**STORED DATA**
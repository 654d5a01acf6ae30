//! Balance control
//!
//! PID regulators, attitude-to-offset distribution, the fixed-period
//! balance loop, and the gait blend drive.

mod balance;
mod gait;
mod offset;
mod pid;

pub use balance::{BalanceConfig, LoopState, LoopStats, TickTelemetry, Tunables};
pub use gait::{GaitBlendConfig, GaitDrive, GaitGenerator, StaticGait};
pub use offset::{
    Accumulation, OffsetDistributor, OffsetVector, PidStrategy, Strategy, ThresholdConfig,
};
pub use pid::{Pid, PidConfig, PidState};

pub(crate) use balance::{BalanceHandle, BalanceLoop, LoopContext, LoopStateCell};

**PROBLEM TO SOLVE**
Scan the entries above and copy each line where "gait" occurs.

**OUTPUT BELOW**
//! balance loop, and the gait blend drive.
mod gait;
pub use gait::{GaitBlendConfig, GaitDrive, GaitGenerator, StaticGait};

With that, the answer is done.